# Task to carry out
Each record is to be written out exactly as it appears.

# Material provided
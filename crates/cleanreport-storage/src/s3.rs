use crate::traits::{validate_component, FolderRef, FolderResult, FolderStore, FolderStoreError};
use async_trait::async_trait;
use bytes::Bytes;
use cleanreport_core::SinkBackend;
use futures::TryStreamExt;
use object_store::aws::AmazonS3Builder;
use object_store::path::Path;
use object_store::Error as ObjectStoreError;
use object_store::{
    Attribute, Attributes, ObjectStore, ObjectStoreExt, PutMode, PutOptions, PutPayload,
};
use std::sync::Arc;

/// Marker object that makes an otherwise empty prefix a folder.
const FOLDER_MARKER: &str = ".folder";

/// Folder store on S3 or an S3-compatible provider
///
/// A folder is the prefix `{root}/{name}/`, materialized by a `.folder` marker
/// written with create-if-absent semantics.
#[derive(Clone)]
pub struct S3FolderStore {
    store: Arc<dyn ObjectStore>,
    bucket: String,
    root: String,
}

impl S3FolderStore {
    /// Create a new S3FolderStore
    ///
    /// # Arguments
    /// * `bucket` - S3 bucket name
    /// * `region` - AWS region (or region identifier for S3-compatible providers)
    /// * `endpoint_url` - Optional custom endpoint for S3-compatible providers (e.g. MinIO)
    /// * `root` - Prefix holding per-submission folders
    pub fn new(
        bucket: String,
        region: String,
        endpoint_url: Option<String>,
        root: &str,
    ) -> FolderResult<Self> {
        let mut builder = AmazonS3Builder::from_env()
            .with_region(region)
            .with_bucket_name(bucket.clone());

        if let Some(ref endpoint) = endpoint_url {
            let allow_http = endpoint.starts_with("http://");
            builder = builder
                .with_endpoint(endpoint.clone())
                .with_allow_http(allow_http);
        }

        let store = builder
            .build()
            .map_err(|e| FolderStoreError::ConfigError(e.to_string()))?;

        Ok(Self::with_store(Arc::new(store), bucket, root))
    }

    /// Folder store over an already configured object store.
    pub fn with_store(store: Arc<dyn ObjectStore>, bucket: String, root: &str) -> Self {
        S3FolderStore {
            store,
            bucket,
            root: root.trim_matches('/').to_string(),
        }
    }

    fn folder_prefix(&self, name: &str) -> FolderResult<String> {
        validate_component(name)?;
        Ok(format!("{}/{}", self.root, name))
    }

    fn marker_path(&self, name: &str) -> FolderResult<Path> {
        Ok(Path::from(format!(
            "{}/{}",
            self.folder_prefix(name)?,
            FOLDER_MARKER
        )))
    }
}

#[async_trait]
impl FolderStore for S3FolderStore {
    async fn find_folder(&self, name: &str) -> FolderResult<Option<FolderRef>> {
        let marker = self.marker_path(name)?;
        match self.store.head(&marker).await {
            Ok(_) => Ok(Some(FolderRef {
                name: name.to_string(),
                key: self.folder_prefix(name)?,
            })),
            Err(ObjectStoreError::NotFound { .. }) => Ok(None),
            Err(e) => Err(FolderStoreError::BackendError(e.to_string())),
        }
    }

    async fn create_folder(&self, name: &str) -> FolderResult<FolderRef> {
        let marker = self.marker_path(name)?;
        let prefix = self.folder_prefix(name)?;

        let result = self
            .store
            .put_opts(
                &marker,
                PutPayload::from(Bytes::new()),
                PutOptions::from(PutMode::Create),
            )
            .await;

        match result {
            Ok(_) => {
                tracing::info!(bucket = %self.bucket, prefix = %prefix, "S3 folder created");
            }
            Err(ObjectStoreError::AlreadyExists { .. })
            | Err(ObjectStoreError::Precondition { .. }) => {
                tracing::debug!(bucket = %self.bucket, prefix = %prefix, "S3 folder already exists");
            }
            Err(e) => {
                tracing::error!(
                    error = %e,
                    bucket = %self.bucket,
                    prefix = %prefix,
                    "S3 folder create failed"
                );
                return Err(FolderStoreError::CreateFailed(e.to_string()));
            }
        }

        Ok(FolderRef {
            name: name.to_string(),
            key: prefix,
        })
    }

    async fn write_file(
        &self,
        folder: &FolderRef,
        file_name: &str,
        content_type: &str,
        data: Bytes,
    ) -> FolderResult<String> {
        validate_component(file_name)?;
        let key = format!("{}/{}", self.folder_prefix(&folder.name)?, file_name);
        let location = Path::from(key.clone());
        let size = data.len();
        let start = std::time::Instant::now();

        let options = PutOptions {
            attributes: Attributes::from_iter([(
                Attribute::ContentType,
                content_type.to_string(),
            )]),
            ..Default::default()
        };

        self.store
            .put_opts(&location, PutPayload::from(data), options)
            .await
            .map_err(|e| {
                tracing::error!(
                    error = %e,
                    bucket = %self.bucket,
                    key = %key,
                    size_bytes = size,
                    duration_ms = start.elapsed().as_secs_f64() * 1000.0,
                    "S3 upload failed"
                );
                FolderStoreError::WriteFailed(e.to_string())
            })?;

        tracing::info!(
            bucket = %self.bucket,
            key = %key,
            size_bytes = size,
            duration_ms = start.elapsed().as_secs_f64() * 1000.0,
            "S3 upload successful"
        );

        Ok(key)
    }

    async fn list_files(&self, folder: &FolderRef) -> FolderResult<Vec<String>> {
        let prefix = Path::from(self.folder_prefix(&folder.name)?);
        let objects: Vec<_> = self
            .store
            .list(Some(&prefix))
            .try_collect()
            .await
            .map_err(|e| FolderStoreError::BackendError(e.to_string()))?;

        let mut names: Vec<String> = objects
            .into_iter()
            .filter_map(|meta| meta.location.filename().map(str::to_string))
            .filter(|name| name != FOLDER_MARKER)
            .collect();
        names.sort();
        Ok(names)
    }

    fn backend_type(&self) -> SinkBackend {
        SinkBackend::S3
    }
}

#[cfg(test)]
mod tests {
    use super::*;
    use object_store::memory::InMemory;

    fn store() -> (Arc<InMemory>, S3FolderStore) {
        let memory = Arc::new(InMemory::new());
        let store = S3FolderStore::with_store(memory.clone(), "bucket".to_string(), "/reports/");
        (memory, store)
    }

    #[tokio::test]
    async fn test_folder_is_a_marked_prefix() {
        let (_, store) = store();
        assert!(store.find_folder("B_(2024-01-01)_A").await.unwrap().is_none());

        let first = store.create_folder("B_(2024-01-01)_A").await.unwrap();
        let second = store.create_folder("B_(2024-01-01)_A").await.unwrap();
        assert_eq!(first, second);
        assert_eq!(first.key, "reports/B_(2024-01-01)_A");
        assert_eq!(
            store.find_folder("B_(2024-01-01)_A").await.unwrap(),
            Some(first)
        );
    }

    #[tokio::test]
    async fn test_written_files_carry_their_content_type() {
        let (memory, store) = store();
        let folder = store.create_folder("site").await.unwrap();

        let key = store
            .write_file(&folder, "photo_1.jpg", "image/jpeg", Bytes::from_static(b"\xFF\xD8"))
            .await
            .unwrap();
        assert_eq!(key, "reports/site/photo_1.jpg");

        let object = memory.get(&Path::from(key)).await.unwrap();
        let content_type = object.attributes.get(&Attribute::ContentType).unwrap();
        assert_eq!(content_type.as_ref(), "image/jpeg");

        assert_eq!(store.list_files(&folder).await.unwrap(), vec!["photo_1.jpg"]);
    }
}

# Completed task
filename crates/cleanreport-storage/src/s3.rs
use crate::traits::{validate_component, FolderRef, FolderResult, FolderStore, FolderStoreError};
use async_trait::async_trait;
use bytes::Bytes;
use cleanreport_core::SinkBackend;
use futures::TryStreamExt;
use object_store::aws::AmazonS3Builder;
use object_store::path::Path;
use object_store::Error as ObjectStoreError;
use object_store::{
    Attribute, Attributes, ObjectStore, ObjectStoreExt, PutMode, PutOptions, PutPayload,
};
use std::sync::Arc;

/// Marker object that makes an otherwise empty prefix a folder.
const FOLDER_MARKER: &str = ".folder";

/// Folder store on S3 or an S3-compatible provider
///
/// A folder is the prefix `{root}/{name}/`, materialized by a `.folder` marker
/// written with create-if-absent semantics.
#[derive(Clone)]
pub struct S3FolderStore {
    store: Arc<dyn ObjectStore>,
    bucket: String,
    root: String,
}

impl S3FolderStore {
    /// Create a new S3FolderStore
    ///
    /// # Arguments
    /// * `bucket` - S3 bucket name
    /// * `region` - AWS region (or region identifier for S3-compatible providers)
    /// * `endpoint_url` - Optional custom endpoint for S3-compatible providers (e.g. MinIO)
    /// * `root` - Prefix holding per-submission folders
    pub fn new(
        bucket: String,
        region: String,
        endpoint_url: Option<String>,
        root: &str,
    ) -> FolderResult<Self> {
        let mut builder = AmazonS3Builder::from_env()
            .with_region(region)
            .with_bucket_name(bucket.clone());

        if let Some(ref endpoint) = endpoint_url {
            let allow_http = endpoint.starts_with("http://");
            builder = builder
                .with_endpoint(endpoint.clone())
                .with_allow_http(allow_http);
        }

        let store = builder
            .build()
            .map_err(|e| FolderStoreError::ConfigError(e.to_string()))?;

        Ok(Self::with_store(Arc::new(store), bucket, root))
    }

    /// Folder store over an already configured object store.
    pub fn with_store(store: Arc<dyn ObjectStore>, bucket: String, root: &str) -> Self {
        S3FolderStore {
            store,
            bucket,
            root: root.trim_matches('/').to_string(),
        }
    }

    fn folder_prefix(&self, name: &str) -> FolderResult<String> {
        validate_component(name)?;
        Ok(format!("{}/{}", self.root, name))
    }

    fn marker_path(&self, name: &str) -> FolderResult<Path> {
        Ok(Path::from(format!(
            "{}/{}",
            self.folder_prefix(name)?,
            FOLDER_MARKER
        )))
    }
}

#[async_trait]
impl FolderStore for S3FolderStore {
    async fn find_folder(&self, name: &str) -> FolderResult<Option<FolderRef>> {
        let marker = self.marker_path(name)?;
        match self.store.head(&marker).await {
            Ok(_) => Ok(Some(FolderRef {
                name: name.to_string(),
                key: self.folder_prefix(name)?,
            })),
            Err(ObjectStoreError::NotFound { .. }) => Ok(None),
            Err(e) => Err(FolderStoreError::BackendError(e.to_string())),
        }
    }

    async fn create_folder(&self, name: &str) -> FolderResult<FolderRef> {
        let marker = self.marker_path(name)?;
        let prefix = self.folder_prefix(name)?;

        let result = self
            .store
            .put_opts(
                &marker,
                PutPayload::from(Bytes::new()),
                PutOptions::from(PutMode::Create),
            )
            .await;

        match result {
            Ok(_) => {
                tracing::info!(bucket = %self.bucket, prefix = %prefix, "S3 folder created");
            }
            Err(ObjectStoreError::AlreadyExists { .. })
            | Err(ObjectStoreError::Precondition { .. }) => {
                tracing::debug!(bucket = %self.bucket, prefix = %prefix, "S3 folder already exists");
            }
            Err(e) => {
                tracing::error!(
                    error = %e,
                    bucket = %self.bucket,
                    prefix = %prefix,
                    "S3 folder create failed"
                );
                return Err(FolderStoreError::CreateFailed(e.to_string()));
            }
        }

        Ok(FolderRef {
            name: name.to_string(),
            key: prefix,
        })
    }

    async fn write_file(
        &self,
        folder: &FolderRef,
        file_name: &str,
        content_type: &str,
        data: Bytes,
    ) -> FolderResult<String> {
        validate_component(file_name)?;
        let key = format!("{}/{}", self.folder_prefix(&folder.name)?, file_name);
        let location = Path::from(key.clone());
        let size = data.len();
        let start = std::time::Instant::now();

        let options = PutOptions {
            attributes: Attributes::from_iter([(
                Attribute::ContentType,
                content_type.to_string(),
            )]),
            ..Default::default()
        };

        self.store
            .put_opts(&location, PutPayload::from(data), options)
            .await
            .map_err(|e| {
                tracing::error!(
                    error = %e,
                    bucket = %self.bucket,
                    key = %key,
                    size_bytes = size,
                    duration_ms = start.elapsed().as_secs_f64() * 1000.0,
                    "S3 upload failed"
                );
                FolderStoreError::WriteFailed(e.to_string())
            })?;

        tracing::info!(
            bucket = %self.bucket,
            key = %key,
            size_bytes = size,
            duration_ms = start.elapsed().as_secs_f64() * 1000.0,
            "S3 upload successful"
        );

        Ok(key)
    }

    async fn list_files(&self, folder: &FolderRef) -> FolderResult<Vec<String>> {
        let prefix = Path::from(self.folder_prefix(&folder.name)?);
        let objects: Vec<_> = self
            .store
            .list(Some(&prefix))
            .try_collect()
            .await
            .map_err(|e| FolderStoreError::BackendError(e.to_string()))?;

        let mut names: Vec<String> = objects
            .into_iter()
            .filter_map(|meta| meta.location.filename().map(str::to_string))
            .filter(|name| name != FOLDER_MARKER)
            .collect();
        names.sort();
        Ok(names)
    }

    fn backend_type(&self) -> SinkBackend {
        SinkBackend::S3
    }
}

#[cfg(test)]
mod tests {
    use super::*;
    use object_store::memory::InMemory;

    fn store() -> (Arc<InMemory>, S3FolderStore) {
        let memory = Arc::new(InMemory::new());
        let store = S3FolderStore::with_store(memory.clone(), "bucket".to_string(), "/reports/");
        (memory, store)
    }

    #[tokio::test]
    async fn test_folder_is_a_marked_prefix() {
        let (_, store) = store();
        assert!(store.find_folder("B_(2024-01-01)_A").await.unwrap().is_none());

        let first = store.create_folder("B_(2024-01-01)_A").await.unwrap();
        let second = store.create_folder("B_(2024-01-01)_A").await.unwrap();
        assert_eq!(first, second);
        assert_eq!(first.key, "reports/B_(2024-01-01)_A");
        assert_eq!(
            store.find_folder("B_(2024-01-01)_A").await.unwrap(),
            Some(first)
        );
    }

    #[tokio::test]
    async fn test_written_files_carry_their_content_type() {
        let (memory, store) = store();
        let folder = store.create_folder("site").await.unwrap();

        let key = store
            .write_file(&folder, "photo_1.jpg", "image/jpeg", Bytes::from_static(b"\xFF\xD8"))
            .await
            .unwrap();
        assert_eq!(key, "reports/site/photo_1.jpg");

        let object = memory.get(&Path::from(key)).await.unwrap();
        let content_type = object.attributes.get(&Attribute::ContentType).unwrap();
        assert_eq!(content_type.as_ref(), "image/jpeg");

        assert_eq!(store.list_files(&folder).await.unwrap(), vec!["photo_1.jpg"]);
    }
}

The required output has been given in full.